「父親不喜歡那種無休止的爭吵。為了結束那種狀況,他有一天把七個兒子召集到身邊,問是否願意由他來考考他們,檢驗一下到底誰是最出色的。
「兒子們自然很願意,那是他們求之不得的。
「‘那我們就這麼辦,’父親說。‘你們知道,在我們稱為維納恩湖的北邊有我們的一塊荒地,遍地是小丘和碎石,我們沒法利用它,明天你們每個人套上馬,帶上犁,使出最大的力氣去犁一大的地,傍晚時分,我去看看你們誰犁得最出色。’
「第二天早晨太陽還沒有升起,他們兄弟七個就已經備好馬和犁,整裝待命了。當他們趕著馬出發的時候,那陣勢好不威風。馬刷得溜光,犁鏵光亮耀眼,犁頭剛剛磨過。他們就像受了驚的馬一樣,飛快地到了維納恩湖邊。當時有兩個人掉頭來繞路走,但是最大的兒子卻一往直前。‘我才不怕這麼個小水潭呢,’他對著維納恩湖說。
「其他人看到他那麼勇敢,也不甘示弱。他們站在犁上,趕著馬向水裡走去。那些馬都很高大,在水裡走了好長一段距離才夠不著湖底,不得不遊起水來。犁漂在水上,但是人繼續呆在上面不是那麼容易。有幾個人抓著犁,讓犁拖著走,有幾個則膛著水過湖,但是一個個都過去了,並立即著手耕地,那塊地後來就被稱為豐姆蘭和達爾。老大犁正中間一塊地,老二和老三分別在他的兩邊,再下邊的兩個兒子又依次向外面排列,最小的兩個兒子,一個排在那塊地的最西邊,另一個排在最東邊。
「起初,老大犁出的溝又直又寬,因為維納恩湖地勢平坦,易於耕作。

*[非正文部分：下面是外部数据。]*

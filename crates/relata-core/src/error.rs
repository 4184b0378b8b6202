//! Errors raised by the relation algebra.
//!
//! Every failure is synchronous and terminal: nothing is retried and a failed
//! insertion leaves the extension untouched. Querying never fails, see
//! [`crate::Relation::is_matched_by`].

use crate::atom::Tuple;
use crate::derived::Combinator;
use crate::properties::Property;

#[derive(Debug, Clone, PartialEq, Eq, thiserror::Error)]
pub enum RelationError {
    #[error("relation `{relation}` has arity {expected}, got {found} value(s)")]
    ArityMismatch {
        relation: String,
        expected: usize,
        found: usize,
    },

    #[error("relation `{relation}` cannot be both {first} and {second}")]
    PropertyConflict {
        relation: String,
        first: Property,
        second: Property,
    },

    #[error("adding {tuple} to `{relation}` would break its {property} property")]
    PropertyViolation {
        relation: String,
        property: Property,
        tuple: Tuple,
    },

    #[error("{combinator} is not applicable: {reason}")]
    UnsupportedCombinator {
        combinator: Combinator,
        reason: String,
    },

    #[error("relation `{relation}` must have a positive arity")]
    InvalidArity { relation: String },

    #[error("relation `{relation}` is derived and cannot be extended")]
    ReadOnly { relation: String },
}

pub type Result<T, E = RelationError> = std::result::Result<T, E>;
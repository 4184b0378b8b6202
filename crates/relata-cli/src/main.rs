//! Relata CLI
//!
//! Loads a dataset of base relations (the built-in family dataset unless
//! `--dataset` is given) and evaluates relations and combinators over it:
//! - `list` / `show` inspect base relations
//! - `test` asks a membership question, induction included
//! - `eval` builds a derived relation from base relations and prints it
//! - `demo` walks through the family example

use anyhow::{anyhow, Result};
use clap::{Parser, Subcommand, ValueEnum};
use colored::Colorize;
use relata_core::{var, Atom, BoundView, Combinator, Dataset, Relation, RelationRegistry, Tuple};
use std::path::{Path, PathBuf};
use tracing_subscriber::EnvFilter;

const FAMILY_DATASET: &str = include_str!("../data/family.json");

#[derive(Parser)]
#[command(name = "relata")]
#[command(author, version, about = "Relata: relational algebra over enumerated relations")]
struct Cli {
    /// Dataset to load (JSON). Defaults to the built-in family dataset.
    #[arg(long, global = true)]
    dataset: Option<PathBuf>,

    /// Log filter used when `RELATA_LOG` is not set.
    #[arg(long, global = true, default_value = "warn")]
    log_level: String,

    #[command(subcommand)]
    command: Commands,
}

#[derive(Subcommand)]
enum Commands {
    /// List base relations with their arity, size and properties.
    List,

    /// Print the extension of a base relation.
    Show {
        /// Relation name
        relation: String,
    },

    /// Membership test, including pairs induced by declared properties.
    Test {
        /// Relation name
        relation: String,

        /// One atom per slot
        #[arg(required = true)]
        atoms: Vec<String>,
    },

    /// Build a derived relation from base relations and print it.
    ///
    /// Operands are used unbound, so they unify slot by slot.
    Eval {
        #[arg(value_enum)]
        combinator: CombinatorArg,

        /// Operand relation names
        #[arg(required = true)]
        relations: Vec<String>,

        /// Test these candidates instead of enumerating. Slots of one
        /// candidate are separated by `:` (e.g. `piotr:teresa`).
        #[arg(long, value_delimiter = ',')]
        candidates: Vec<String>,
    },

    /// Walk through the family example: male, child, grandparent, father.
    Demo,
}

#[derive(Clone, Copy, ValueEnum)]
enum CombinatorArg {
    Union,
    Intersection,
    Complement,
    Composition,
    Converse,
}

impl From<CombinatorArg> for Combinator {
    fn from(value: CombinatorArg) -> Self {
        match value {
            CombinatorArg::Union => Combinator::Union,
            CombinatorArg::Intersection => Combinator::Intersection,
            CombinatorArg::Complement => Combinator::Complement,
            CombinatorArg::Composition => Combinator::Composition,
            CombinatorArg::Converse => Combinator::Converse,
        }
    }
}

fn main() -> Result<()> {
    let cli = Cli::parse();
    init_tracing(&cli.log_level);

    let registry = load_registry(cli.dataset.as_deref())?;

    match cli.command {
        Commands::List => cmd_list(&registry),
        Commands::Show { relation } => cmd_show(&registry, &relation),
        Commands::Test { relation, atoms } => cmd_test(&registry, &relation, &atoms),
        Commands::Eval {
            combinator,
            relations,
            candidates,
        } => cmd_eval(&registry, combinator.into(), &relations, &candidates),
        Commands::Demo => cmd_demo(&registry),
    }
}

fn init_tracing(level: &str) {
    let filter = EnvFilter::try_from_env("RELATA_LOG").unwrap_or_else(|_| EnvFilter::new(level));
    tracing_subscriber::fmt()
        .with_env_filter(filter)
        .with_writer(std::io::stderr)
        .init();
}

fn load_registry(dataset: Option<&Path>) -> Result<RelationRegistry> {
    let dataset = match dataset {
        Some(path) => Dataset::from_path(path)?,
        None => Dataset::from_json_str(FAMILY_DATASET)?,
    };
    let registry = RelationRegistry::new();
    dataset.install(&registry)?;
    Ok(registry)
}

fn lookup(registry: &RelationRegistry, name: &str) -> Result<Relation> {
    registry.get(name).ok_or_else(|| {
        let known: Vec<String> = registry.relations().iter().map(|r| r.name().to_string()).collect();
        anyhow!("unknown relation `{name}` (known: {})", known.join(", "))
    })
}

fn parse_tuple(candidate: &str) -> Tuple {
    candidate.split(':').map(Atom::parse_token).collect()
}

fn verdict(matched: bool) -> colored::ColoredString {
    if matched {
        "yes".green().bold()
    } else {
        "no".red().bold()
    }
}

fn print_extension(relation: &Relation) {
    let extension = relation.extension();
    println!(
        "{} {}",
        relation.to_string().bold(),
        format!("({} tuple(s))", extension.len()).dimmed()
    );
    for tuple in extension.iter() {
        println!("  {tuple}");
    }
}

// ============================================================================
// Commands
// ============================================================================

fn cmd_list(registry: &RelationRegistry) -> Result<()> {
    for relation in registry.relations() {
        println!(
            "{} arity {}  size {:<4} {}",
            format!("{:<24}", relation.name()).bold(),
            relation.arity(),
            relation.len(),
            relation.properties().to_string().cyan()
        );
    }
    Ok(())
}

fn cmd_show(registry: &RelationRegistry, name: &str) -> Result<()> {
    print_extension(&lookup(registry, name)?);
    Ok(())
}

fn cmd_test(registry: &RelationRegistry, name: &str, atoms: &[String]) -> Result<()> {
    let relation = lookup(registry, name)?;
    let tuple: Tuple = atoms.iter().map(|a| Atom::parse_token(a)).collect();
    if tuple.len() != relation.arity() {
        eprintln!(
            "{} `{}` has arity {}, got {} atom(s)",
            "note:".yellow().bold(),
            relation.name(),
            relation.arity(),
            tuple.len()
        );
    }
    println!("{}{}: {}", relation.name(), tuple, verdict(relation.test(&tuple)));
    Ok(())
}

fn cmd_eval(
    registry: &RelationRegistry,
    combinator: Combinator,
    names: &[String],
    candidates: &[String],
) -> Result<()> {
    let operands = names
        .iter()
        .map(|name| lookup(registry, name).map(BoundView::from))
        .collect::<Result<Vec<_>>>()?;
    let derived = registry.derive(combinator, operands)?;

    if candidates.is_empty() {
        print_extension(&derived);
        return Ok(());
    }
    println!("{}", derived.to_string().bold());
    for candidate in candidates {
        let tuple = parse_tuple(candidate);
        println!("  {tuple}: {}", verdict(derived.test(&tuple)));
    }
    Ok(())
}

fn cmd_demo(registry: &RelationRegistry) -> Result<()> {
    let human = lookup(registry, "is_human")?;
    let parent = lookup(registry, "is_parent")?;
    let female = lookup(registry, "is_female")?;

    let male = registry.complement(&female)?;
    let child = registry.derive(Combinator::Converse, vec![BoundView::from(&parent)])?;
    let grandparent = registry.derive(
        Combinator::Composition,
        vec![BoundView::from(&parent), BoundView::from(&parent)],
    )?;
    let father = registry.derive(
        Combinator::Intersection,
        vec![parent.bind([var("A"), var("B")])?, male.bind([var("A")])?],
    )?;

    let people: Vec<Atom> = human.extension().iter().map(|t| t[0].clone()).collect();
    let list = |r: &Relation| {
        let names: Vec<String> = r.filter(people.iter().cloned()).map(|a| a.to_string()).collect();
        println!("{} {}", r.name().bold(), names.join(", "));
    };
    list(&female);
    list(&male);
    println!();

    let ask = |r: &Relation, a: &str, b: &str| {
        println!("{a} {} {b}: {}", r.name(), verdict(r.test((a, b))));
    };
    ask(&parent, "teresa", "piotr");
    ask(&parent, "piotr", "teresa");
    ask(&father, "teresa", "ania");
    ask(&father, "robert", "ania");
    println!();
    ask(&child, "piotr", "teresa");
    ask(&grandparent, "janina", "karol");
    ask(&grandparent, "teresa", "karol");
    println!();

    print_extension(&grandparent);
    Ok(())
}
//! Atoms and tuples.
//!
//! Atoms are the opaque values relations range over. Relata only needs
//! equality and hashing; the ordering is derived so hosts can print sorted
//! output, never used by the algebra itself.

use serde::{Deserialize, Serialize};
use std::fmt;
use std::ops::Deref;
use std::sync::Arc;

// ============================================================================
// Atom
// ============================================================================

/// An atomic value of the untyped universe.
#[derive(Debug, Clone, PartialEq, Eq, Hash, PartialOrd, Ord, Serialize, Deserialize)]
#[serde(untagged)]
pub enum Atom {
    Bool(bool),
    Int(i64),
    Text(Arc<str>),
}

impl Atom {
    pub fn text(s: &str) -> Self {
        Atom::Text(Arc::from(s))
    }

    /// Parse a command-line style token: integers and booleans are recognised,
    /// everything else is text.
    pub fn parse_token(token: &str) -> Self {
        if let Ok(i) = token.parse::<i64>() {
            return Atom::Int(i);
        }
        match token {
            "true" => Atom::Bool(true),
            "false" => Atom::Bool(false),
            _ => Atom::text(token),
        }
    }
}

impl fmt::Display for Atom {
    fn fmt(&self, f: &mut fmt::Formatter<'_>) -> fmt::Result {
        match self {
            Atom::Bool(b) => write!(f, "{b}"),
            Atom::Int(i) => write!(f, "{i}"),
            Atom::Text(s) => f.write_str(s),
        }
    }
}

impl From<&str> for Atom {
    fn from(value: &str) -> Self {
        Atom::text(value)
    }
}

impl From<String> for Atom {
    fn from(value: String) -> Self {
        Atom::Text(Arc::from(value))
    }
}

impl From<&String> for Atom {
    fn from(value: &String) -> Self {
        Atom::text(value)
    }
}

impl From<&Atom> for Atom {
    fn from(value: &Atom) -> Self {
        value.clone()
    }
}

impl From<i64> for Atom {
    fn from(value: i64) -> Self {
        Atom::Int(value)
    }
}

impl From<i32> for Atom {
    fn from(value: i32) -> Self {
        Atom::Int(i64::from(value))
    }
}

impl From<u32> for Atom {
    fn from(value: u32) -> Self {
        Atom::Int(i64::from(value))
    }
}

impl From<bool> for Atom {
    fn from(value: bool) -> Self {
        Atom::Bool(value)
    }
}

// ============================================================================
// Tuple
// ============================================================================

/// A fixed-length ordered sequence of atoms.
///
/// `Tuple` borrows as `[Atom]`, so extensions can be queried with a plain
/// slice without allocating.
#[derive(Debug, Clone, PartialEq, Eq, Hash, PartialOrd, Ord, Serialize, Deserialize)]
#[serde(transparent)]
pub struct Tuple(Vec<Atom>);

impl Tuple {
    pub fn new(atoms: Vec<Atom>) -> Self {
        Self(atoms)
    }
}

impl Deref for Tuple {
    type Target = [Atom];

    fn deref(&self) -> &[Atom] {
        &self.0
    }
}

impl std::borrow::Borrow<[Atom]> for Tuple {
    fn borrow(&self) -> &[Atom] {
        &self.0
    }
}

impl fmt::Display for Tuple {
    fn fmt(&self, f: &mut fmt::Formatter<'_>) -> fmt::Result {
        f.write_str("(")?;
        for (i, atom) in self.0.iter().enumerate() {
            if i > 0 {
                f.write_str(", ")?;
            }
            write!(f, "{atom}")?;
        }
        f.write_str(")")
    }
}

impl From<Atom> for Tuple {
    fn from(value: Atom) -> Self {
        Tuple(vec![value])
    }
}

impl From<&Atom> for Tuple {
    fn from(value: &Atom) -> Self {
        Tuple(vec![value.clone()])
    }
}

impl From<&str> for Tuple {
    fn from(value: &str) -> Self {
        Tuple(vec![Atom::from(value)])
    }
}

impl From<String> for Tuple {
    fn from(value: String) -> Self {
        Tuple(vec![Atom::from(value)])
    }
}

impl From<i64> for Tuple {
    fn from(value: i64) -> Self {
        Tuple(vec![Atom::Int(value)])
    }
}

impl From<&Tuple> for Tuple {
    fn from(value: &Tuple) -> Self {
        value.clone()
    }
}

impl From<&[Atom]> for Tuple {
    fn from(value: &[Atom]) -> Self {
        Tuple(value.to_vec())
    }
}

impl<T: Into<Atom>> From<Vec<T>> for Tuple {
    fn from(value: Vec<T>) -> Self {
        Tuple(value.into_iter().map(Into::into).collect())
    }
}

impl<T: Into<Atom>, const N: usize> From<[T; N]> for Tuple {
    fn from(value: [T; N]) -> Self {
        Tuple(value.into_iter().map(Into::into).collect())
    }
}

impl<A: Into<Atom>, B: Into<Atom>> From<(A, B)> for Tuple {
    fn from((a, b): (A, B)) -> Self {
        Tuple(vec![a.into(), b.into()])
    }
}

impl<A: Into<Atom>, B: Into<Atom>, C: Into<Atom>> From<(A, B, C)> for Tuple {
    fn from((a, b, c): (A, B, C)) -> Self {
        Tuple(vec![a.into(), b.into(), c.into()])
    }
}

impl FromIterator<Atom> for Tuple {
    fn from_iter<I: IntoIterator<Item = Atom>>(iter: I) -> Self {
        Tuple(iter.into_iter().collect())
    }
}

他的進度也很快,但後來卻碰到了一塊石頭,石頭很大,無法繞行,於是他不得不提起犁越過石頭。然後他又用力將犁頭插進地裡,繼續犁出一道又寬又深的溝。但是過了一會兒,他遇到了一塊土質十分堅硬的地,他不得不把犁再次提起來,後來,他又遇到一次同樣的情況。他因為不能始終如一地犁出又寬又深的溝而生起氣來。最後,地裡石頭滿地,根本無法耕犁,他不得不滿足於在地的表面劃一道了事。就這樣,他終算犁到了地的北頭,坐在那裡等他的父親。
「老二起初犁出的溝也是又寬又深,而且他在小丘之間找到了一條很好的通道,所以一直沒有停頓下來。不過他卻不時地犁到峽谷的山坡地上去了。他越往北犁,拐彎也越多,犁溝也越來越窄。但是他進度很快,甚至到了地頭也沒有停下來,而是多犁了一大塊。

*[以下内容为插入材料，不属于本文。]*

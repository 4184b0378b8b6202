//! The join engine shared by every combinator.
//!
//! Evaluating operands `[(R_0, spec_0), .., (R_n, spec_n)]`:
//!
//! 1. each operand's rows are filtered by its literal slots;
//! 2. rows are combined across operands (the cross product);
//! 3. combinations where two slots labelled by the same variable disagree
//!    are discarded;
//! 4. the operator predicate decides admission;
//! 5. admitted combinations are projected onto the output variables.
//!
//! The cross product is walked depth-first, extending one variable
//! assignment operand by operand, so a clash is discarded as soon as it
//! appears. The admitted set is the same as filtering the full product; the
//! worst case is still O(Π |R_i|). There is no index and no reordering.
//!
//! Rows are the enumerated rows of each operand: the stored tuples of a
//! base relation, the evaluated tuples of a derived one. Pairs a binary
//! relation only induces are not rows. An operand whose slots are all
//! determined by the assignment is not scanned; its row is looked up
//! directly.

use crate::atom::{Atom, Tuple};
use crate::binding::{Binding, BoundView, VarId};
use std::collections::HashMap;
use std::ops::ControlFlow;

pub(crate) type Assignment = HashMap<VarId, Atom, ahash::RandomState>;

/// Slot values of one operand under `assignment`; `None` marks an open slot.
pub(crate) fn resolve(view: &BoundView, assignment: &Assignment) -> Vec<Option<Atom>> {
    view.spec()
        .bindings()
        .iter()
        .map(|binding| match binding {
            Binding::Var(v) => assignment.get(v).cloned(),
            Binding::Wildcard => None,
            Binding::Literal(a) => Some(a.clone()),
        })
        .collect()
}

/// Unify `row` with the bindings of `view`, extending `assignment`.
///
/// Returns the variables newly bound by this row, or `None` if the row
/// violates a literal or a correspondence. On `None` the assignment is left
/// as it was.
pub(crate) fn unify(view: &BoundView, row: &[Atom], assignment: &mut Assignment) -> Option<Vec<VarId>> {
    let mut bound: Vec<VarId> = Vec::new();
    for (binding, atom) in view.spec().bindings().iter().zip(row) {
        let ok = match binding {
            Binding::Wildcard => true,
            Binding::Literal(lit) => lit == atom,
            Binding::Var(v) => match assignment.get(v) {
                Some(existing) => existing == atom,
                None => {
                    assignment.insert(v.clone(), atom.clone());
                    bound.push(v.clone());
                    true
                }
            },
        };
        if !ok {
            undo(assignment, bound);
            return None;
        }
    }
    Some(bound)
}

pub(crate) fn undo(assignment: &mut Assignment, bound: Vec<VarId>) {
    for v in bound {
        assignment.remove(&v);
    }
}

/// Walk every consistent combination of rows of `operands`, calling `visit`
/// with the completed assignment. `visit` may stop the walk early.
pub(crate) fn search<F>(operands: &[BoundView], assignment: &mut Assignment, visit: &mut F) -> ControlFlow<()>
where
    F: FnMut(&Assignment) -> ControlFlow<()>,
{
    let Some((view, rest)) = operands.split_first() else {
        return visit(assignment);
    };

    let slots = resolve(view, assignment);
    if slots.iter().all(Option::is_some) {
        let values: Vec<Atom> = slots.into_iter().flatten().collect();
        if view.relation().has_row(&values) {
            return search(rest, assignment, visit);
        }
        return ControlFlow::Continue(());
    }

    let extension = view.relation().extension();
    for row in extension.iter() {
        let Some(bound) = unify(view, row, assignment) else {
            continue;
        };
        let flow = search(rest, assignment, visit);
        undo(assignment, bound);
        if flow.is_break() {
            return flow;
        }
    }
    ControlFlow::Continue(())
}

/// True if some combination of rows is consistent with `assignment`.
pub(crate) fn exists(operands: &[BoundView], assignment: &mut Assignment) -> bool {
    search(operands, assignment, &mut |_| ControlFlow::Break(())).is_break()
}

/// Project an assignment onto `output`. `None` if an output variable is unbound.
pub(crate) fn project(assignment: &Assignment, output: &[VarId]) -> Option<Tuple> {
    output
        .iter()
        .map(|v| assignment.get(v).cloned())
        .collect::<Option<Vec<Atom>>>()
        .map(Tuple::new)
}

/// Seed an assignment from output values. `None` if a variable repeats in
/// `output` with different values.
pub(crate) fn seed(output: &[VarId], values: &[Atom]) -> Option<Assignment> {
    let mut assignment = Assignment::default();
    for (v, atom) in output.iter().zip(values) {
        if let Some(existing) = assignment.insert(v.clone(), atom.clone()) {
            if &existing != atom {
                return None;
            }
        }
    }
    Some(assignment)
}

「老三,也就是排在長兄左邊的那一個,一開始也很順利。他犁出的溝比別人的都來得寬,但是不久他就遇上了一塊很糟糕的地,被迫拐向西邊耕犁。只要能向北拐的時候,他就儘快向北拐,犁得既深又寬。但是在離地界還有很大一段距離的地方就無路可走了,他又被迫停了下來。他不願意就此停在路中間,就調過馬頭向另一個方向犁。但是不久他又無路可走了,又被迫停了下來。‘這條溝肯定是最差勁兒的了。’他坐在犁上等他的父親時這樣想。
「至於其他人,情況可以說是一樣的。他們幹得都像男子漢。排在中間的人縱然有很多困難,但是排在他們東西兩邊的人情況就更加糟糕,因為兩邊的地裡到處是石堆和沼澤地,不可能犁得又直又均勻。至於那兩個最小的兒子,可以說他們只是在地裡拐來彎去,不過他們也幹了不少的活。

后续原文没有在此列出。